Pak Gito lurus-lurus memandangi Dhestya.

“Begitu tamat SD, ke mana Pak Gito melanjutkan sekolah?”tanya Bahtiar ingin tahu.

“Ke Sekolah Teknik Negeri (STN) 2 Batang.”

“Sekolah apa itu, Pak?”sahut Ardhana.

“Sekolah kejuruan, setingkat dengan SMP sekarang.”

“Lantas, jurusan apa yang Pak Gito pilih?”potong Gadis.

“ Jurusan mesin kapal.”

“Apa alasan Pak Gito mengambil jurusan tersebut, Pak?” aku turut menimpali.

“Karena Pak Gito ingin ahli dan terampil dalam merakit mesin kapal,”jawab Pak Gito. Sambungnya, “Paling tidak, Pak Gito bisa menjadi bengkel dan pandai memperbaiki mesin kapal yang rusak.”

“Apakah banyak teman dari SD Negeri Sambong yang melanjutkan ke STN 2 Batang, Pak?”tanya Teten.

“Tidak,”sahut Pak Gito.”Teman yang meneruskan sekolah cuma 3 anak.”

“Siapa saja mereka itu, Pak?”Dhestya ikut nimbrung.
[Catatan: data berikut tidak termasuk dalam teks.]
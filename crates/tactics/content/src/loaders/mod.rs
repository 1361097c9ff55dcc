//! Content loaders for reading tactics data from files.
//!
//! Each loader turns one RON/TOML file into a tactics-core value that can be
//! handed to [`tactics_core::Env`] or a [`tactics_core::BattlefieldBuilder`].

pub mod catalog;
pub mod config;
pub mod factory;
pub mod map;

pub use catalog::CatalogLoader;
pub use config::ConfigLoader;
pub use factory::ContentFactory;
pub use map::MapLoader;

use std::path::Path;

/// Common result type for loaders.
pub type LoadResult<T> = anyhow::Result<T>;

/// Helper function to read file contents.
pub(crate) fn read_file(path: &Path) -> LoadResult<String> {
    std::fs::read_to_string(path)
        .map_err(|e| anyhow::anyhow!("Failed to read file {}: {}", path.display(), e))
}
//! Attack validation errors.

use crate::error::{ErrorSeverity, GameError};
use crate::state::{UnitCategory, UnitId};

/// Why an attack was rejected. A rejected attack has no effect.
#[derive(Clone, Debug, PartialEq, thiserror::Error)]
pub enum AttackError {
    #[error("unit {0} does not exist")]
    UnknownUnit(UnitId),

    #[error("attacker {0} is dead")]
    AttackerDead(UnitId),

    #[error("target {0} is dead")]
    TargetDead(UnitId),

    #[error("unit {0} cannot attack itself")]
    SelfTarget(UnitId),

    #[error("unit {0} is not deployed on the map")]
    NotDeployed(UnitId),

    #[error("unit {0} is not a fighting unit")]
    CannotFight(UnitId),

    #[error("unit {0} is routing")]
    Routing(UnitId),

    #[error("unit {attacker} and {target} belong to the same faction")]
    FriendlyTarget { attacker: UnitId, target: UnitId },

    #[error("attacker lacks the capability to engage {category} targets")]
    CategoryRestricted { category: UnitCategory },

    #[error("target at distance {distance:.2} exceeds range {range:.2}")]
    OutOfRange { distance: f32, range: f32 },

    #[error("unit {0} has no ammunition")]
    OutOfAmmo(UnitId),
}

impl GameError for AttackError {
    fn severity(&self) -> ErrorSeverity {
        use AttackError::*;
        match self {
            AttackerDead(_) | TargetDead(_) => ErrorSeverity::Internal,
            Routing(_) | OutOfRange { .. } | OutOfAmmo(_) => ErrorSeverity::Recoverable,
            UnknownUnit(_)
            | SelfTarget(_)
            | NotDeployed(_)
            | CannotFight(_)
            | FriendlyTarget { .. }
            | CategoryRestricted { .. } => ErrorSeverity::Validation,
        }
    }

    fn error_code(&self) -> &'static str {
        use AttackError::*;
        match self {
            UnknownUnit(_) => "ATTACK_UNKNOWN_UNIT",
            AttackerDead(_) => "ATTACK_ATTACKER_DEAD",
            TargetDead(_) => "ATTACK_TARGET_DEAD",
            SelfTarget(_) => "ATTACK_SELF_TARGET",
            NotDeployed(_) => "ATTACK_NOT_DEPLOYED",
            CannotFight(_) => "ATTACK_CANNOT_FIGHT",
            Routing(_) => "ATTACK_ROUTING",
            FriendlyTarget { .. } => "ATTACK_FRIENDLY_TARGET",
            CategoryRestricted { .. } => "ATTACK_CATEGORY_RESTRICTED",
            OutOfRange { .. } => "ATTACK_OUT_OF_RANGE",
            OutOfAmmo(_) => "ATTACK_OUT_OF_AMMO",
        }
    }
}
“Mereka antara lain; Ujang Wahadi, Amir, dan saya sendiri, Sugito,”jawab Pak Gito.

“Kalau Pak Gito meneruskan ke STN 2 Batang,”ujarku. “Apakah Ujang Wahadi dan Amir juga meneruskan ke sekolah yang sama, Pak?”

“Tidak,”Pak Gito menjawab cepat. “Ujang Wahadi meneruskan ke STN 1 Batang. Sedangkan Amir, ke PGAI 4 tahun di Pekalongan.”

“PGAI itu sekolah apa, Pak?”Jaka bertanya ingin tahu.

“Pendidikan Guru Agama Islam,”jawab Pak Gito menjelaskan.

“Oh...!”mulut Jaka membentuk huruf O. “Kalau begitu, berarti Amir ingin jadi guru agama Islam bukan, Pak?”

“Iya, tentunya.”

“Apakah Pak Gito, Ujang, dan Amir merupakan lulusan SD Negeri Sambong yang pertama kali meneruskan ke sekolah lanjutan, Pak?”tanya Bahtiar.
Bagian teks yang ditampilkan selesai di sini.